La película más reciente del director francés Olivier Assayas no podría empezar mejor. Allí está, sola en una vieja casa abandonada, recorriendo sus habitaciones como quien repasa los rincones más oscuros de su memoria, la joven heroína de la película, Maureen (Kristen Stewart), intentando establecer contacto psíquico con su hermano gemelo, recientemente fallecido. La situación corresponde, sin dudas, al universo de lo gótico, pero Maureen es un personaje rabiosamente contemporáneo: una “personal shopper”, asistente personal de compras de una de esas celebridades globales que no tienen ocasión ni privacidad para elegir su propia ropa.
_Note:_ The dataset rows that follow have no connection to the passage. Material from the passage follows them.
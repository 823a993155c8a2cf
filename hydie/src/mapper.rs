//! Storage-kind mapping
//!
//! Maps each [`StorageKind`] to the [`Representation`] accessors return and
//! accept, and decides which reference attributes need a narrowing step.
use enum_map::{EnumMap, enum_map};
use strum::{Display, EnumIs, IntoStaticStr};

use crate::catalog::StorageKind;

/// Representation of an attribute value as seen through an accessor.
#[derive(Debug, Clone, Copy, PartialEq, Eq, PartialOrd, Ord, Hash, EnumIs, IntoStaticStr, Display)]
#[strum(serialize_all = "snake_case")]
pub enum Representation {
    /// Owned text.
    Text,
    Bool,
    U64,
    I64,
    /// Target address.
    Address,
    /// Section offset.
    Offset,
    /// List of location expressions.
    LocList,
    /// List of address ranges.
    RangeList,
    /// Handle of another entry.
    EntryRef,
    /// Raw, uninterpreted bytes.
    Opaque,
}

impl Representation {
    /// Rust spelling used by the text renderer.
    pub fn rust_type(self) -> &'static str {
        match self {
            Representation::Text => "String",
            Representation::Bool => "bool",
            Representation::U64 => "u64",
            Representation::I64 => "i64",
            Representation::Address => "Address",
            Representation::Offset => "SectionOffset",
            Representation::LocList => "LocList",
            Representation::RangeList => "RangeList",
            Representation::EntryRef => "EntryId",
            Representation::Opaque => "Vec<u8>",
        }
    }
}

/// Storage kind to representation table plus the reference narrowing rule.
///
/// ```rust
/// # use hydie::{catalog::StorageKind, mapper::{Representation, StorageMapper}};
/// let mapper = StorageMapper::new("type");
/// assert_eq!(
///     mapper.representation_for(StorageKind::TypeReference),
///     mapper.representation_for(StorageKind::Reference),
/// );
/// assert_eq!(mapper.narrowed_target(StorageKind::TypeReference), Some("type"));
/// assert_eq!(mapper.narrowed_target(StorageKind::Reference), None);
/// ```
#[derive(Debug, Clone)]
pub struct StorageMapper {
    table: EnumMap<StorageKind, Representation>,
    narrowing_category: String,
}

impl StorageMapper {
    pub fn new(narrowing_category: impl Into<String>) -> Self {
        Self {
            table: enum_map! {
                StorageKind::String => Representation::Text,
                StorageKind::Flag => Representation::Bool,
                StorageKind::Unsigned => Representation::U64,
                StorageKind::Signed => Representation::I64,
                StorageKind::Address => Representation::Address,
                StorageKind::Offset => Representation::Offset,
                StorageKind::LocList => Representation::LocList,
                StorageKind::RangeList => Representation::RangeList,
                StorageKind::Reference | StorageKind::TypeReference => Representation::EntryRef,
                StorageKind::Unspecified => Representation::Opaque,
            },
            narrowing_category: narrowing_category.into(),
        }
    }

    pub fn representation_for(&self, storage: StorageKind) -> Representation {
        self.table[storage]
    }

    pub fn is_reference(&self, storage: StorageKind) -> bool {
        matches!(
            storage,
            StorageKind::Reference | StorageKind::TypeReference
        )
    }

    /// Category a reference must point into, when reads need a checked
    /// narrowing step (and writes an upcast).
    pub fn narrowed_target(&self, storage: StorageKind) -> Option<&str> {
        match storage {
            StorageKind::TypeReference => Some(&self.narrowing_category),
            _ => None,
        }
    }
}
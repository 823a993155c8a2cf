//! TOML schema documents.
//!
//! A document supplies the attribute catalog, the categories and the kinds in
//! one file. Attribute uses may be written either as a bare name (optional
//! use) or as a table with an explicit `mandatory` flag:
//!
//! ```toml
//! attribute = [
//!     { name = "name", storage = "string" },
//!     { name = "language", storage = "unsigned" },
//! ]
//! category = [{ name = "with_named_children" }]
//! kind = [
//!     { name = "compile_unit", tag = 0x11, bases = ["with_named_children"], attributes = [
//!         { name = "language", mandatory = true }, "name",
//!     ] },
//! ]
//! ```
use std::path::Path;

use log::debug;
use serde::{Deserialize, Serialize};

use crate::{
    catalog::{AttributeCatalog, AttributeDescriptor},
    schema::{AttributeUse, NodeDefinition, SchemaGraph},
    utils::{Error, Result},
};

/// Document-wide options.
#[derive(Debug, Clone, PartialEq, Eq, Serialize, Deserialize)]
#[serde(default, deny_unknown_fields)]
pub struct DocumentOptions {
    /// Category every type-constrained reference must point into.
    pub narrowing_category: String,
}

impl Default for DocumentOptions {
    fn default() -> Self {
        Self {
            narrowing_category: SchemaGraph::DEFAULT_NARROWING_CATEGORY.to_string(),
        }
    }
}

#[derive(Debug, Clone, PartialEq, Eq, Serialize, Deserialize)]
#[serde(untagged)]
pub enum AttributeUseEntry {
    /// Bare attribute name: an optional use.
    Name(String),
    /// Attribute use with explicit optionality.
    Full {
        name: String,
        #[serde(default)]
        mandatory: bool,
    },
}

impl From<AttributeUseEntry> for AttributeUse {
    fn from(value: AttributeUseEntry) -> Self {
        match value {
            AttributeUseEntry::Name(name) => AttributeUse::optional(name),
            AttributeUseEntry::Full { name, mandatory } => AttributeUse { name, mandatory },
        }
    }
}

#[derive(Debug, Clone, PartialEq, Eq, Serialize, Deserialize)]
#[serde(deny_unknown_fields)]
pub struct CategoryEntry {
    pub name: String,
    #[serde(default)]
    pub attributes: Vec<AttributeUseEntry>,
    #[serde(default)]
    pub children: Vec<String>,
    #[serde(default)]
    pub bases: Vec<String>,
}

#[derive(Debug, Clone, PartialEq, Eq, Serialize, Deserialize)]
#[serde(deny_unknown_fields)]
pub struct KindEntry {
    pub name: String,
    pub tag: u16,
    #[serde(default)]
    pub attributes: Vec<AttributeUseEntry>,
    #[serde(default)]
    pub children: Vec<String>,
    #[serde(default)]
    pub bases: Vec<String>,
}

/// Parsed, not yet validated, schema document.
#[derive(Debug, Clone, Default, PartialEq, Eq, Serialize, Deserialize)]
#[serde(deny_unknown_fields)]
pub struct SchemaDocument {
    #[serde(default)]
    pub options: DocumentOptions,
    #[serde(default, rename = "attribute")]
    pub attributes: Vec<AttributeDescriptor>,
    #[serde(default, rename = "category")]
    pub categories: Vec<CategoryEntry>,
    #[serde(default, rename = "kind")]
    pub kinds: Vec<KindEntry>,
}

impl SchemaDocument {
    /// Parse a document from a TOML string. `file` only labels errors.
    pub fn from_toml_str(file: &str, source: &str) -> Result<Self> {
        toml::from_str(source).map_err(|e| Error::DocumentParse {
            file: file.to_string(),
            message: e.message().to_string(),
            span: e.span(),
        })
    }

    /// Read and parse a document from disk.
    pub fn load_from_path(path: &Path) -> Result<Self> {
        let source = std::fs::read_to_string(path).map_err(|e| Error::DocumentRead {
            file: path.display().to_string(),
            message: e.to_string(),
        })?;

        Self::from_toml_str(&path.display().to_string(), &source)
    }

    /// Serialize the document back to TOML.
    pub fn to_toml_string(&self) -> Result<String> {
        toml::to_string(self).map_err(|e| Error::DocumentParse {
            file: "<serialized>".to_string(),
            message: e.to_string(),
            span: None,
        })
    }

    /// Node definitions in document order: categories first, then kinds.
    pub fn definitions(&self) -> Vec<NodeDefinition> {
        let categories = self.categories.iter().map(|c| {
            NodeDefinition::category(&c.name)
                .with_attributes(c.attributes.iter().cloned().map(AttributeUse::from))
                .with_children(c.children.iter().cloned())
                .with_bases(c.bases.iter().cloned())
        });
        let kinds = self.kinds.iter().map(|k| {
            NodeDefinition::kind(&k.name, k.tag)
                .with_attributes(k.attributes.iter().cloned().map(AttributeUse::from))
                .with_children(k.children.iter().cloned())
                .with_bases(k.bases.iter().cloned())
        });

        categories.chain(kinds).collect()
    }

    /// Validate the document into a [`SchemaGraph`].
    pub fn into_graph(self) -> Result<SchemaGraph> {
        let definitions = self.definitions();
        debug!(
            "Loading schema document: {} attributes, {} definitions",
            self.attributes.len(),
            definitions.len()
        );

        let catalog = AttributeCatalog::new(self.attributes)?;
        SchemaGraph::load_with_narrowing(catalog, definitions, &self.options.narrowing_category)
    }
}
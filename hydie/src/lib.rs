//! Hydie: a schema compiler for DWARF debugging-information entry kinds.
//!
//! A schema names every attribute an entry can carry (with its storage kind),
//! every instantiable entry kind (with its runtime tag, own attributes and
//! permitted children) and the artificial categories kinds inherit from.
//! Hydie validates such a schema, flattens the base graph into one effective
//! schema per node and emits everything a target needs to represent entries.
//!
//! Pipeline
//!  - [`schema::SchemaGraph::load`] checks names, tags, attribute uses and
//!    acyclicity of the base graph.
//!  - [`resolve::Resolver`] closes every node, yielding a
//!    [`resolve::ResolvedSchema`] and non-fatal diagnostics.
//!  - [`emit::Emitter`] produces an [`emit::ArtifactSet`], which
//!    [`emit::render`] turns into text and [`entry::Runtime`] executes
//!    against an [`entry::EntryStore`].
//!
//! Example
//! ```
//! use hydie::{emit::Emitter, entry::{EntryStore, Runtime}, schema::standard};
//!
//! let schema = standard::standard().unwrap();
//! let artifacts = Emitter::new(schema).emit();
//!
//! let runtime = Runtime::new(&artifacts);
//! let mut store = EntryStore::new();
//! let cu = runtime.construct(&mut store, 0x11, None).unwrap();
//! assert!(runtime.is_a(&store, cu, "with_named_children").unwrap());
//! ```
pub mod catalog;
pub mod emit;
pub mod entry;
pub mod mapper;
pub mod resolve;
pub mod schema;
pub mod utils;
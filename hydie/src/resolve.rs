//! Closure resolution
//!
//! Flattens the base graph of a [`SchemaGraph`] into one [`EffectiveSchema`]
//! per node: the attributes a node declares itself, the deduplicated
//! attributes it inherits, the transitive set of permitted children and the
//! transitive set of ancestors. Category membership predicates are derived
//! from the ancestor sets.
//!
//! Nodes are visited in topological order, so each node is closed exactly
//! once and every base is already closed when a dependent needs it. Diamonds
//! in the base graph therefore cost nothing extra.
//!
//! # Deduplication policy
//!
//! Inherited attributes are collected base by base, in the order the bases
//! are declared. For each base the node sees the base's own attributes
//! followed by what the base itself inherits. The first occurrence of an
//! attribute name wins. When a later occurrence disagrees on optionality a
//! single [`Diagnostic::ConflictingOptionality`] is recorded for that node
//! and attribute. Attributes a node declares itself always override
//! inherited ones and never produce diagnostics.
use std::collections::{BTreeMap, BTreeSet};

use log::{debug, info, warn};
use strum::{EnumIs, EnumTryAs};

use crate::schema::{AttributeUse, NodeDefinition, SchemaGraph};

/// An attribute reached through the base graph.
#[derive(Debug, Clone, PartialEq, Eq, Hash)]
pub struct InheritedAttribute {
    pub attribute: AttributeUse,
    /// Node whose own attribute list declares this use.
    pub declared_in: String,
    /// Direct base the attribute was first reached through.
    pub via: String,
}

/// Closure result for one kind or category.
#[derive(Debug, Clone, PartialEq, Eq)]
pub struct EffectiveSchema {
    pub name: String,
    /// Runtime tag, `None` for categories.
    pub tag: Option<u16>,
    /// Direct bases, as declared.
    pub bases: Vec<String>,
    /// Own attribute uses, verbatim.
    pub own: Vec<AttributeUse>,
    /// Inherited attribute uses, disjoint from `own` by name.
    pub inherited: Vec<InheritedAttribute>,
    /// Own children followed by children of every transitive base.
    pub children: Vec<String>,
    /// Transitive bases (kinds and categories), depth-first in declaration order.
    pub ancestors: Vec<String>,
}

impl EffectiveSchema {
    pub fn is_kind(&self) -> bool {
        self.tag.is_some()
    }

    /// Look up an attribute by name, own uses first.
    pub fn attribute(&self, name: &str) -> Option<&AttributeUse> {
        self.own
            .iter()
            .find(|a| a.name == name)
            .or_else(|| self.inherited(name).map(|i| &i.attribute))
    }

    pub fn inherited(&self, name: &str) -> Option<&InheritedAttribute> {
        self.inherited.iter().find(|i| i.attribute.name == name)
    }

    /// Every attribute the node exposes: own uses first, then inherited ones.
    pub fn all_attributes(&self) -> impl Iterator<Item = &AttributeUse> {
        self.own
            .iter()
            .chain(self.inherited.iter().map(|i| &i.attribute))
    }

    pub fn has_ancestor(&self, name: &str) -> bool {
        self.ancestors.iter().any(|a| a == name)
    }

    pub fn permits_child(&self, kind: &str) -> bool {
        self.children.iter().any(|c| c == kind)
    }
}

/// Non-fatal findings of the resolver.
///
/// These indicate schema authoring mistakes. Resolution still completes with
/// a deterministic choice, but the finding is kept and logged.
#[derive(Debug, Clone, PartialEq, Eq, Hash, EnumIs, EnumTryAs)]
pub enum Diagnostic {
    /// An attribute is inherited through two paths that disagree on optionality.
    ConflictingOptionality {
        node: String,
        attribute: String,
        /// Base whose use was kept (first in declaration order).
        kept_via: String,
        kept_mandatory: bool,
        /// Base whose use was discarded.
        discarded_via: String,
    },
}

impl std::fmt::Display for Diagnostic {
    fn fmt(&self, f: &mut std::fmt::Formatter<'_>) -> std::fmt::Result {
        match self {
            Diagnostic::ConflictingOptionality {
                node,
                attribute,
                kept_via,
                kept_mandatory,
                discarded_via,
            } => {
                let kept = if *kept_mandatory { "mandatory" } else { "optional" };
                let discarded = if *kept_mandatory { "optional" } else { "mandatory" };
                write!(
                    f,
                    "`{node}` inherits `{attribute}` as {kept} through `{kept_via}` and as {discarded} through `{discarded_via}`; keeping the {kept} use"
                )
            }
        }
    }
}

/// Membership test for one category.
#[derive(Debug, Clone, PartialEq, Eq)]
pub struct CategoryPredicate {
    pub category: String,
    /// Kinds having the category among their ancestors, in declaration order.
    pub disjuncts: Vec<String>,
    tags: BTreeSet<u16>,
}

impl CategoryPredicate {
    /// Test a runtime tag for membership.
    pub fn test(&self, tag: u16) -> bool {
        self.tags.contains(&tag)
    }

    pub fn contains_kind(&self, kind: &str) -> bool {
        self.disjuncts.iter().any(|k| k == kind)
    }

    pub fn tags(&self) -> impl Iterator<Item = u16> + '_ {
        self.tags.iter().copied()
    }
}

/// Computes [`EffectiveSchema`]s for a loaded [`SchemaGraph`].
pub struct Resolver {
    graph: SchemaGraph,
}

impl Resolver {
    pub fn new(graph: SchemaGraph) -> Self {
        Self { graph }
    }

    /// Close every node of the graph.
    ///
    /// Resolution is total: a loaded graph is acyclic and referentially
    /// sound, so this cannot fail.
    pub fn resolve(self) -> ResolvedSchema {
        let graph = self.graph;
        let mut closed: Vec<Option<EffectiveSchema>> = vec![None; graph.nodes().len()];
        let mut diagnostics = Vec::new();

        for &index in graph.topo_order() {
            let node = &graph.nodes()[index];
            let bases: Vec<&EffectiveSchema> = node
                .bases
                .iter()
                .filter_map(|b| graph.index_of(b))
                .filter_map(|b| closed[b].as_ref())
                .collect();

            let effective = Self::close_node(node, &bases, &mut diagnostics);
            closed[index] = Some(effective);
        }

        let effective: Vec<EffectiveSchema> = closed.into_iter().flatten().collect();
        debug_assert_eq!(effective.len(), graph.nodes().len());

        let mut by_name = BTreeMap::new();
        let mut by_tag = BTreeMap::new();
        for (index, schema) in effective.iter().enumerate() {
            by_name.insert(schema.name.clone(), index);
            if let Some(tag) = schema.tag {
                by_tag.insert(tag, index);
            }
        }

        let predicates: Vec<CategoryPredicate> = graph
            .categories()
            .map(|category| {
                let members: Vec<&EffectiveSchema> = effective
                    .iter()
                    .filter(|s| s.is_kind() && s.has_ancestor(&category.name))
                    .collect();
                CategoryPredicate {
                    category: category.name.clone(),
                    disjuncts: members.iter().map(|s| s.name.clone()).collect(),
                    tags: members.iter().filter_map(|s| s.tag).collect(),
                }
            })
            .collect();
        let predicate_index = predicates
            .iter()
            .enumerate()
            .map(|(i, p)| (p.category.clone(), i))
            .collect();

        // Report in declaration order, not in the order nodes were closed.
        diagnostics.sort_by_key(|d| match d {
            Diagnostic::ConflictingOptionality { node, .. } => graph.index_of(node),
        });
        for diagnostic in &diagnostics {
            warn!("{}", diagnostic);
        }
        info!(
            "Resolved {} kinds and {} categories ({} diagnostics)",
            by_tag.len(),
            predicates.len(),
            diagnostics.len()
        );

        ResolvedSchema {
            graph,
            effective,
            by_name,
            by_tag,
            predicates,
            predicate_index,
            diagnostics,
        }
    }

    /// Close a single node given its already-closed direct bases.
    fn close_node(
        node: &NodeDefinition,
        bases: &[&EffectiveSchema],
        diagnostics: &mut Vec<Diagnostic>,
    ) -> EffectiveSchema {
        let own_names: BTreeSet<&str> = node.attributes.iter().map(|a| a.name.as_str()).collect();

        let mut inherited: Vec<InheritedAttribute> = Vec::new();
        let mut positions: BTreeMap<String, usize> = BTreeMap::new();
        let mut reported: BTreeSet<String> = BTreeSet::new();

        for base in bases {
            // Everything the base exposes: own uses, then its inherited ones.
            let exposed = base
                .own
                .iter()
                .map(|a| (a, base.name.as_str()))
                .chain(
                    base.inherited
                        .iter()
                        .map(|i| (&i.attribute, i.declared_in.as_str())),
                );

            for (attribute, declared_in) in exposed {
                if own_names.contains(attribute.name.as_str()) {
                    continue;
                }

                match positions.get(&attribute.name) {
                    None => {
                        positions.insert(attribute.name.clone(), inherited.len());
                        inherited.push(InheritedAttribute {
                            attribute: attribute.clone(),
                            declared_in: declared_in.to_string(),
                            via: base.name.clone(),
                        });
                    }
                    Some(&pos) => {
                        let kept = &inherited[pos];
                        if kept.attribute.mandatory != attribute.mandatory
                            && reported.insert(attribute.name.clone())
                        {
                            diagnostics.push(Diagnostic::ConflictingOptionality {
                                node: node.name.clone(),
                                attribute: attribute.name.clone(),
                                kept_via: kept.via.clone(),
                                kept_mandatory: kept.attribute.mandatory,
                                discarded_via: base.name.clone(),
                            });
                        }
                    }
                }
            }
        }

        let mut children: Vec<String> = Vec::new();
        let mut ancestors: Vec<String> = Vec::new();
        for child in node
            .children
            .iter()
            .chain(bases.iter().flat_map(|b| b.children.iter()))
        {
            if !children.contains(child) {
                children.push(child.clone());
            }
        }
        for base in bases {
            for ancestor in std::iter::once(&base.name).chain(base.ancestors.iter()) {
                if !ancestors.contains(ancestor) {
                    ancestors.push(ancestor.clone());
                }
            }
        }

        debug!(
            "Closed `{}`: {} own, {} inherited, {} children, {} ancestors",
            node.name,
            node.attributes.len(),
            inherited.len(),
            children.len(),
            ancestors.len()
        );

        EffectiveSchema {
            name: node.name.clone(),
            tag: node.tag(),
            bases: node.bases.iter().cloned().collect(),
            own: node.attributes.clone(),
            inherited,
            children,
            ancestors,
        }
    }
}

/// A schema whose every node has been closed.
///
/// This is the only input the [`crate::emit::Emitter`] accepts, so emission
/// can never run against an unresolved graph.
#[derive(Debug, Clone)]
pub struct ResolvedSchema {
    graph: SchemaGraph,
    effective: Vec<EffectiveSchema>,
    by_name: BTreeMap<String, usize>,
    by_tag: BTreeMap<u16, usize>,
    predicates: Vec<CategoryPredicate>,
    predicate_index: BTreeMap<String, usize>,
    diagnostics: Vec<Diagnostic>,
}

impl ResolvedSchema {
    pub fn graph(&self) -> &SchemaGraph {
        &self.graph
    }

    /// Effective schema of a kind or category.
    pub fn effective(&self, name: &str) -> Option<&EffectiveSchema> {
        self.by_name.get(name).map(|&i| &self.effective[i])
    }

    /// Every effective schema, kinds and categories, in declaration order.
    pub fn nodes(&self) -> &[EffectiveSchema] {
        &self.effective
    }

    /// Effective schemas of all instantiable kinds, in declaration order.
    pub fn kinds(&self) -> impl Iterator<Item = &EffectiveSchema> {
        self.effective.iter().filter(|s| s.is_kind())
    }

    /// Effective schemas of all categories, in declaration order.
    pub fn categories(&self) -> impl Iterator<Item = &EffectiveSchema> {
        self.effective.iter().filter(|s| !s.is_kind())
    }

    pub fn kind_by_tag(&self, tag: u16) -> Option<&EffectiveSchema> {
        self.by_tag.get(&tag).map(|&i| &self.effective[i])
    }

    pub fn predicate(&self, category: &str) -> Option<&CategoryPredicate> {
        self.predicate_index
            .get(category)
            .map(|&i| &self.predicates[i])
    }

    pub fn predicates(&self) -> &[CategoryPredicate] {
        &self.predicates
    }

    /// Whether `kind` has `category` anywhere in its base closure.
    pub fn is_a(&self, kind: &str, category: &str) -> bool {
        self.predicate(category)
            .is_some_and(|p| p.contains_kind(kind))
    }

    pub fn diagnostics(&self) -> &[Diagnostic] {
        &self.diagnostics
    }
}
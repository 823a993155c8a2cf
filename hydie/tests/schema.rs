use hydie::{
    catalog::{AttributeCatalog, AttributeDescriptor, StorageKind},
    schema::{
        AttributeUse, NodeDefinition, SchemaGraph,
        document::SchemaDocument,
        standard::{self, STANDARD_SCHEMA_SOURCE},
    },
    utils::Error,
};

fn catalog() -> AttributeCatalog {
    AttributeCatalog::new([
        AttributeDescriptor {
            name: "name".into(),
            storage: StorageKind::String,
        },
        AttributeDescriptor {
            name: "byte_size".into(),
            storage: StorageKind::Unsigned,
        },
        AttributeDescriptor {
            name: "type".into(),
            storage: StorageKind::TypeReference,
        },
    ])
    .expect("catalog builds")
}

fn type_category() -> NodeDefinition {
    NodeDefinition::category("type").with_attributes([AttributeUse::optional("byte_size")])
}

#[test]
fn builder_graph_loads_in_declaration_order() {
    let graph = SchemaGraph::load(
        catalog(),
        vec![
            type_category(),
            NodeDefinition::kind("base_type", 0x24)
                .with_bases(["type"])
                .with_attributes([AttributeUse::optional("name")]),
            NodeDefinition::kind("typedef", 0x16)
                .with_bases(["type"])
                .with_attributes([AttributeUse::optional("type")]),
        ],
    )
    .expect("graph loads");

    let kinds: Vec<&str> = graph.kinds().map(|k| k.name.as_str()).collect();
    assert_eq!(kinds, vec!["base_type", "typedef"]);
    assert_eq!(graph.categories().count(), 1);
    assert_eq!(graph.narrowing_category(), "type");

    // Every base precedes its dependents.
    let position = |name: &str| {
        let index = graph.index_of(name).expect("node present");
        graph
            .topo_order()
            .iter()
            .position(|&i| i == index)
            .expect("node ordered")
    };
    assert!(position("type") < position("base_type"));
    assert!(position("type") < position("typedef"));
}

#[test]
fn duplicate_names_are_rejected() {
    let err = SchemaGraph::load(
        catalog(),
        vec![
            type_category(),
            NodeDefinition::kind("type", 0x24),
        ],
    )
    .unwrap_err();
    assert_eq!(err, Error::DuplicateKind { name: "type".into() });
}

#[test]
fn duplicate_tags_are_rejected() {
    let err = SchemaGraph::load(
        catalog(),
        vec![
            type_category(),
            NodeDefinition::kind("base_type", 0x24),
            NodeDefinition::kind("not_base_type", 0x24),
        ],
    )
    .unwrap_err();
    assert_eq!(
        err,
        Error::DuplicateTag {
            tag: 0x24,
            first: "base_type".into(),
            second: "not_base_type".into(),
        }
    );
    assert!(err.to_string().contains("0x0024"));
}

#[test]
fn duplicate_attribute_uses_are_rejected() {
    let err = SchemaGraph::load(
        catalog(),
        vec![
            type_category(),
            NodeDefinition::kind("base_type", 0x24).with_attributes([
                AttributeUse::optional("name"),
                AttributeUse::mandatory("name"),
            ]),
        ],
    )
    .unwrap_err();
    assert_eq!(
        err,
        Error::DuplicateAttribute {
            node: "base_type".into(),
            attribute: "name".into(),
        }
    );
}

#[test]
fn unknown_references_are_rejected() {
    let unknown_attribute = SchemaGraph::load(
        catalog(),
        vec![
            type_category(),
            NodeDefinition::kind("base_type", 0x24)
                .with_attributes([AttributeUse::mandatory("encoding")]),
        ],
    )
    .unwrap_err();
    assert_eq!(
        unknown_attribute,
        Error::UnknownAttribute {
            node: "base_type".into(),
            attribute: "encoding".into(),
        }
    );

    let unknown_base = SchemaGraph::load(
        catalog(),
        vec![
            type_category(),
            NodeDefinition::kind("base_type", 0x24).with_bases(["program_element"]),
        ],
    )
    .unwrap_err();
    assert_eq!(
        unknown_base,
        Error::UnknownBase {
            node: "base_type".into(),
            base: "program_element".into(),
        }
    );
}

#[test]
fn categories_are_not_valid_children() {
    let err = SchemaGraph::load(
        catalog(),
        vec![
            type_category(),
            NodeDefinition::kind("compile_unit", 0x11).with_children(["type"]),
        ],
    )
    .unwrap_err();
    assert!(err.is_unknown_child_kind());
}

#[test]
fn narrowing_category_must_exist_when_needed() {
    let err = SchemaGraph::load(catalog(), vec![NodeDefinition::kind("base_type", 0x24)])
        .unwrap_err();
    assert_eq!(err, Error::UnknownNarrowingCategory("type".into()));

    // Without type-constrained attributes the category is never consulted.
    let plain = AttributeCatalog::new([AttributeDescriptor {
        name: "name".into(),
        storage: StorageKind::String,
    }])
    .expect("catalog builds");
    assert!(SchemaGraph::load(plain, vec![NodeDefinition::kind("base_type", 0x24)]).is_ok());

    let custom = SchemaGraph::load_with_narrowing(
        catalog(),
        vec![NodeDefinition::category("any_type")],
        "any_type",
    )
    .expect("graph loads");
    assert_eq!(custom.narrowing_category(), "any_type");
}

#[test]
fn documents_accept_bare_and_full_attribute_uses() {
    let document = SchemaDocument::from_toml_str(
        "test.toml",
        r#"
            attribute = [
                { name = "language", storage = "unsigned" },
                { name = "comp_dir", storage = "string" },
            ]
            kind = [
                { name = "compile_unit", tag = 0x11, attributes = [
                    { name = "language", mandatory = true }, "comp_dir",
                ] },
            ]

            [options]
            narrowing_category = "type"
        "#,
    )
    .expect("document parses");

    let definitions = document.definitions();
    assert_eq!(definitions.len(), 1);
    assert_eq!(
        definitions[0].attributes,
        vec![
            AttributeUse::mandatory("language"),
            AttributeUse::optional("comp_dir")
        ]
    );
    assert_eq!(definitions[0].tag(), Some(0x11));
    assert!(document.into_graph().is_ok());
}

#[test]
fn document_errors_carry_a_span() {
    let source = "kind = [{ name = \"compile_unit\", tag = \"eleven\" }]";
    let err = SchemaDocument::from_toml_str("broken.toml", source).unwrap_err();

    let Error::DocumentParse { file, span, .. } = &err else {
        panic!("unexpected error: {err:?}");
    };
    assert_eq!(file, "broken.toml");
    let span = span.clone().expect("span reported");
    assert!(span.start < source.len());

    let unknown_field = SchemaDocument::from_toml_str(
        "broken.toml",
        "kind = [{ name = \"compile_unit\", tag = 1, colour = \"red\" }]",
    );
    assert!(unknown_field.unwrap_err().is_document_parse());
}

#[test]
fn missing_files_are_reported() {
    let err = SchemaDocument::load_from_path(std::path::Path::new("/nonexistent/schema.toml"))
        .unwrap_err();
    assert!(err.is_document_read());
}

#[test]
fn standard_document_survives_reserialisation() {
    let document = standard::standard_document().expect("standard document parses");
    assert!(STANDARD_SCHEMA_SOURCE.contains("narrowing_category"));

    let serialised = document.to_toml_string().expect("document serialises");
    let reparsed =
        SchemaDocument::from_toml_str("reserialised.toml", &serialised).expect("reparses");
    assert_eq!(reparsed, document);
}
Será en ese tiempo sin tiempo entre ambas estéticas que se moverá a partir de entonces Personal Shopper, el nuevo film del director de Irma Vep y Carlos, en una apuesta más audaz de lo que parece y que no siempre consigue estar a la altura de su propia premisa.

Pocos films en los últimos años dividieron aguas en el Festival de Cannes como lo hizo Personal Shopper en la edición de mayo pasado. Abucheada muy sonoramente en el pase de prensa, lo que reveló la ferocidad de algunas internas dentro del cine y la crítica francesa, la película sin embargo terminó ganando el premio al mejor director, compartido con Graduación, del rumano Cristian Mungiu, lo que expresaba también una fuerte disidencia en el jurado, rara en una recompensa de semejante calibre. A la distancia, esos extremos no hacen sino revelar la naturaleza dual de la película, donde conviven momentos extraordinarios con otros que resulta difícil no calificar de banales.

El primer hallazgo de Assayas es haber vuelto a convocar a Kristen Stewart. Fue él quien reveló que detrás de la estrella adolescente de la saga Crepúsculo había una estupenda actriz, cuando la puso frente a frente con Juliette Binoche en El otro lado del éxito (2014), su film inmediatamente anterior, donde Stewart también componía a una eficacísima asistente personal, en aquel caso de una famosa actriz teatral. Mucha de esa misma energía vuelve a aparecer en Personal Shopper, pero ahora con Stewart ya ubicada como protagonista absoluta, sobre quien recae todo el peso de la película. Hay algo a flor de piel, inmediatamente global, en esa chica  estadounidense radicada en París y que –en jeans y zapatillas, a bordo de un scooter– recorre las principales casas de modas de la capital francesa para encontrar aquello que su clienta (a quien nunca se verá) necesite lucir en una presentación en Nueva York o una cena de beneficencia en Milán. Pero a la vez Stewart, con sus ojos hundidos y su aire oscuro, misterioso, es capaz de hacernos creer que ella puede comunicarse con los muertos. Y los muertos, ciertamente, con ella...

Mientras Assayas trabaja con los más nobles, más antiguos y a la vez perennes recursos del cine, Personal Shopper puede llegar a ser escalofriante. A veces no le hace falta más que sugerir una presencia fantasmagórica con el uso magistral del fuera de campo (aquello que no se ve pero se insinúa) o con las más diversas sutilezas del sonido, que nunca son golpes de efecto musicales, sino apenas crujidos, siseos o susurros. En cambio, cuando pretende darles entidad a esas presencias acudiendo a efectos especiales la película corre seriamente el riesgo de convertirse en una versión “arty” de Los cazafantasmas.

Lo mismo sucede a otra escala. La trama puede llegar a volverse compleja por demás, con aires incluso de thriller, capaces de desplazar al fantástico con el que la película se había iniciado. Pero quizá no haya más tensión en todo Personal Shopper que en ese simple, interminable viaje en tren entre Londres y París, a través del eurotúnel (un espacio cerrado y subterráneo, del que no se puede escapar) y en el que Maureen se verá asediada por una serie de mensajes de texto en su celular que pueden llegar a ser tanto de su hermano muerto como de una presencia menos fraternal. Es nuevamente allí, en ese cruce entre lo gótico y lo contemporáneo, que Assayas consigue sus mejores logros.